-- ACTIVITY --
Quote exactly the lines from the start of the entries to the one with "or EZVIZ technical", both ends included.

-- DATA SECTION --
━━━━━━━━━━

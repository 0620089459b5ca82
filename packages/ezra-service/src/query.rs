use serde_json::Value;

use crate::{EzraService, ServiceError, ServiceResult, storage_error};
use ezra_domain::{codes, error_codes::ErrorCodeEntity};

const SYSTEM_PROMPT: &str = "You are an EZVIZ technical support assistant. \
If the user asks anything that is not about error codes, camera integration \
or EZVIZ technical documentation, respond only with: 'Sorry, I can only help \
with the EZVIZ SDK.' and end the response.
Your role is to help users troubleshoot EZVIZ SDK error codes.

Given the user's query and relevant error codes from the database, provide:
1. A clear explanation of what the error means
2. Step-by-step troubleshooting instructions
3. Any relevant context about the error category

Always be helpful and concise. If the error codes don't seem relevant to the \
query, say so and suggest what the user might be looking for.

Respond in the same language as the user's query.";

const EMPTY_CONTEXT: &str = "No relevant error codes found.";

#[derive(Clone, Debug, serde::Serialize, serde::Deserialize)]
pub struct QueryRequest {
	pub query: String,
	pub top_k: Option<u32>,
}

#[derive(Clone, Debug, serde::Serialize, serde::Deserialize)]
pub struct QueryResponse {
	pub answer: String,
	pub sources: Vec<ErrorCodeEntity>,
}

impl EzraService {
	/// Hybrid retrieval: code-shaped queries try the exact lookups first and,
	/// on a hit, return that single entity without touching semantic search.
	/// Everything else, including code-shaped misses, goes nearest-neighbor.
	pub async fn retrieve(
		&self,
		query_text: &str,
		top_k: u32,
	) -> ServiceResult<Vec<ErrorCodeEntity>> {
		let trimmed = query_text.trim();

		if codes::looks_like_code(trimmed) {
			tracing::debug!(code = trimmed, "Query looks like an error code. Trying exact lookup.");

			if let Some(entity) = self.lookup_error_code(trimmed).await? {
				tracing::debug!(code = trimmed, "Exact match found. Skipping semantic search.");

				return Ok(vec![entity]);
			}

			tracing::debug!(code = trimmed, "No exact match. Falling back to semantic search.");
		}

		let records = self
			.corpora
			.error_codes
			.query(query_text, top_k)
			.await
			.map_err(storage_error)?;

		Ok(records
			.into_iter()
			.map(|record| ErrorCodeEntity::from_metadata(record.id, &record.metadata))
			.collect())
	}

	/// Exact lookup: primary id first, then the non-unique `code` metadata
	/// field (primary ids may be module-prefixed while users pass the bare
	/// code). Secondary lookup returns the first match among several.
	pub async fn lookup_error_code(&self, code: &str) -> ServiceResult<Option<ErrorCodeEntity>> {
		let corpus = self.corpora.error_codes.as_ref();
		let mut records = corpus.fetch(&[code.to_string()]).await.map_err(storage_error)?;

		if records.is_empty() {
			records = corpus.find_by_field("code", code, 1).await.map_err(storage_error)?;
		}

		Ok(records
			.into_iter()
			.next()
			.map(|record| ErrorCodeEntity::from_metadata(record.id, &record.metadata)))
	}

	/// Retrieve evidence and synthesize an answer. An empty evidence set is
	/// valid; the synthesizer still runs with the empty-context prompt.
	pub async fn answer(&self, req: QueryRequest) -> ServiceResult<QueryResponse> {
		if req.query.trim().is_empty() {
			return Err(ServiceError::InvalidRequest {
				message: "query must be non-empty.".to_string(),
			});
		}

		let top_k = resolve_top_k(&self.cfg, req.top_k)?;
		let sources = self.retrieve(&req.query, top_k).await?;
		let messages = build_messages(&req.query, &sources);
		let answer = self
			.generator
			.generate(&self.cfg.providers.llm, &messages)
			.await
			.map_err(|err| ServiceError::Provider { message: err.to_string() })?;

		Ok(QueryResponse { answer, sources })
	}
}

pub(crate) fn resolve_top_k(cfg: &ezra_config::Config, requested: Option<u32>) -> ServiceResult<u32> {
	let top_k = requested.unwrap_or(cfg.search.default_top_k);

	if top_k == 0 || top_k > cfg.search.max_top_k {
		return Err(ServiceError::InvalidRequest {
			message: format!("top_k must be in the range 1..={}.", cfg.search.max_top_k),
		});
	}

	Ok(top_k)
}

fn build_messages(query: &str, sources: &[ErrorCodeEntity]) -> Vec<Value> {
	let context = build_context(sources);

	vec![
		serde_json::json!({ "role": "system", "content": SYSTEM_PROMPT }),
		serde_json::json!({
			"role": "user",
			"content": format!("## Retrieved Error Codes:\n{context}\n\n## User Query:\n{query}"),
		}),
	]
}

fn build_context(sources: &[ErrorCodeEntity]) -> String {
	if sources.is_empty() {
		return EMPTY_CONTEXT.to_string();
	}

	sources
		.iter()
		.enumerate()
		.map(|(index, entity)| {
			format!(
				"[{}] Code: {}\nDescription: {}\nSolution: {}\nCategory: {}",
				index + 1,
				entity.code,
				entity.description,
				entity.solution,
				entity.category
			)
		})
		.collect::<Vec<_>>()
		.join("\n\n")
}
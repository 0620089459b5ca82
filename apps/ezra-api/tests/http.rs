use std::sync::Arc;

use axum::{
	body::{self, Body},
	http::{Request, StatusCode},
};
use serde_json::Map;
use tower::util::ServiceExt;

use ezra_api::{routes, state::AppState};
use ezra_config::{
	Config, EmbeddingProviderConfig, Ingest, LlmProviderConfig, Providers, Qdrant, Search,
	Security, Service, Storage,
};
use ezra_service::{Corpora, EzraService};
use ezra_testkit::{MemoryCorpus, RecordingGenerator};

fn test_config(api_auth_token: Option<&str>) -> Config {
	Config {
		service: Service { http_bind: "127.0.0.1:0".to_string(), log_level: "info".to_string() },
		storage: Storage {
			qdrant: Qdrant {
				url: "http://127.0.0.1:6334".to_string(),
				error_collection: "ezviz_error_codes_test".to_string(),
				doc_collection: "ezviz_documentation_test".to_string(),
				vector_dim: 8,
			},
		},
		providers: Providers {
			embedding: EmbeddingProviderConfig {
				provider_id: "test".to_string(),
				api_base: "http://127.0.0.1:1".to_string(),
				api_key: "test-key".to_string(),
				path: "/v1/embeddings".to_string(),
				model: "test".to_string(),
				dimensions: 8,
				timeout_ms: 1_000,
				default_headers: Map::new(),
			},
			llm: LlmProviderConfig {
				provider_id: "test".to_string(),
				api_base: "http://127.0.0.1:1".to_string(),
				api_key: "test-key".to_string(),
				path: "/v1/chat/completions".to_string(),
				model: "test".to_string(),
				temperature: 0.1,
				timeout_ms: 1_000,
				default_headers: Map::new(),
			},
		},
		ingest: Ingest { batch_size: 100 },
		search: Search { default_top_k: 5, max_top_k: 20 },
		security: Security {
			bind_localhost_only: true,
			api_auth_token: api_auth_token.map(str::to_string),
		},
	}
}

fn test_state(api_auth_token: Option<&str>) -> AppState {
	let corpora = Corpora {
		error_codes: Arc::new(MemoryCorpus::new()),
		documentation: Arc::new(MemoryCorpus::new()),
	};
	let service = EzraService::with_generator(
		test_config(api_auth_token),
		corpora,
		Arc::new(RecordingGenerator::new("stub answer")),
	);

	AppState::with_service(service)
}

fn json_request(method: &str, uri: &str, payload: &serde_json::Value) -> Request<Body> {
	Request::builder()
		.method(method)
		.uri(uri)
		.header("content-type", "application/json")
		.body(Body::from(payload.to_string()))
		.expect("Failed to build request.")
}

async fn json_body(response: axum::response::Response) -> serde_json::Value {
	let bytes = body::to_bytes(response.into_body(), usize::MAX)
		.await
		.expect("Failed to read response body.");

	serde_json::from_slice(&bytes).expect("Failed to parse response body.")
}

#[tokio::test]
async fn health_ok() {
	let app = routes::router(test_state(None));
	let response = app
		.oneshot(Request::builder().uri("/health").body(Body::empty()).expect("request"))
		.await
		.expect("Failed to call /health.");

	assert_eq!(response.status(), StatusCode::OK);
}

#[tokio::test]
async fn query_returns_answer_and_sources() {
	let app = routes::router(test_state(None));
	let payload = serde_json::json!({ "query": "camera offline", "top_k": 3 });
	let response =
		app.oneshot(json_request("POST", "/v1/query", &payload)).await.expect("query failed");

	assert_eq!(response.status(), StatusCode::OK);

	let json = json_body(response).await;

	assert_eq!(json["answer"], "stub answer");
	assert_eq!(json["sources"], serde_json::json!([]));
}

#[tokio::test]
async fn ingest_then_exact_lookup_round_trips() {
	let app = routes::router(test_state(None));
	let payload = serde_json::json!([{
		"moduleCode": "",
		"detailCode": "120002",
		"description": "device offline",
		"solution": "power cycle the device",
		"updateTime": 1_700_000_000_i64,
	}]);
	let response = app
		.clone()
		.oneshot(json_request("POST", "/v1/ingest/error_codes", &payload))
		.await
		.expect("ingest failed");

	assert_eq!(response.status(), StatusCode::OK);

	let report = json_body(response).await;

	assert_eq!(report["success"], true);
	assert_eq!(report["count"], 1);

	let found = app
		.clone()
		.oneshot(
			Request::builder()
				.uri("/v1/error_codes/120002")
				.body(Body::empty())
				.expect("request"),
		)
		.await
		.expect("lookup failed");

	assert_eq!(found.status(), StatusCode::OK);

	let entity = json_body(found).await;

	assert_eq!(entity["id"], "120002");
	assert_eq!(entity["category"], "device");

	let missing = app
		.oneshot(
			Request::builder()
				.uri("/v1/error_codes/999999")
				.body(Body::empty())
				.expect("request"),
		)
		.await
		.expect("lookup failed");

	assert_eq!(missing.status(), StatusCode::NOT_FOUND);
}

#[tokio::test]
async fn malformed_ingest_payload_is_a_bad_request() {
	let app = routes::router(test_state(None));
	let payload = serde_json::json!([{ "detailCode": "120002" }]);
	let response = app
		.oneshot(json_request("POST", "/v1/ingest/error_codes", &payload))
		.await
		.expect("ingest failed");

	assert_eq!(response.status(), StatusCode::BAD_REQUEST);

	let json = json_body(response).await;

	assert_eq!(json["error_code"], "invalid_request");
}

#[tokio::test]
async fn missing_api_key_is_unauthorized() {
	let app = routes::router(test_state(Some("secret")));
	let health = app
		.clone()
		.oneshot(Request::builder().uri("/health").body(Body::empty()).expect("request"))
		.await
		.expect("health failed");

	assert_eq!(health.status(), StatusCode::OK);

	let response = app
		.oneshot(Request::builder().uri("/v1/stats").body(Body::empty()).expect("request"))
		.await
		.expect("stats failed");

	assert_eq!(response.status(), StatusCode::UNAUTHORIZED);

	let json = json_body(response).await;

	assert_eq!(json["error_code"], "missing_api_key");
}

#[tokio::test]
async fn wrong_api_key_is_forbidden() {
	let app = routes::router(test_state(Some("secret")));
	let response = app
		.oneshot(
			Request::builder()
				.uri("/v1/stats")
				.header("x-api-key", "not-the-secret")
				.body(Body::empty())
				.expect("request"),
		)
		.await
		.expect("stats failed");

	assert_eq!(response.status(), StatusCode::FORBIDDEN);

	let json = json_body(response).await;

	assert_eq!(json["error_code"], "invalid_api_key");
}

#[tokio::test]
async fn valid_api_key_passes_the_guard() {
	let app = routes::router(test_state(Some("secret")));
	let response = app
		.oneshot(
			Request::builder()
				.uri("/v1/stats")
				.header("x-api-key", "secret")
				.body(Body::empty())
				.expect("request"),
		)
		.await
		.expect("stats failed");

	assert_eq!(response.status(), StatusCode::OK);

	let json = json_body(response).await;

	assert_eq!(json["error_codes"], 0);
	assert_eq!(json["documentation"], 0);
}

━━━━━━━━━━

-- EXERCISE RESULT --
repository 0620089459b5ca82
filename packages/ezra-service/src/query.rs
use serde_json::Value;

use crate::{EzraService, ServiceError, ServiceResult, storage_error};
use ezra_domain::{codes, error_codes::ErrorCodeEntity};

const SYSTEM_PROMPT: &str = "You are an EZVIZ technical support assistant. \
If the user asks anything that is not about error codes, camera integration \
or EZVIZ technical documentation, respond only with: 'Sorry, I can only help \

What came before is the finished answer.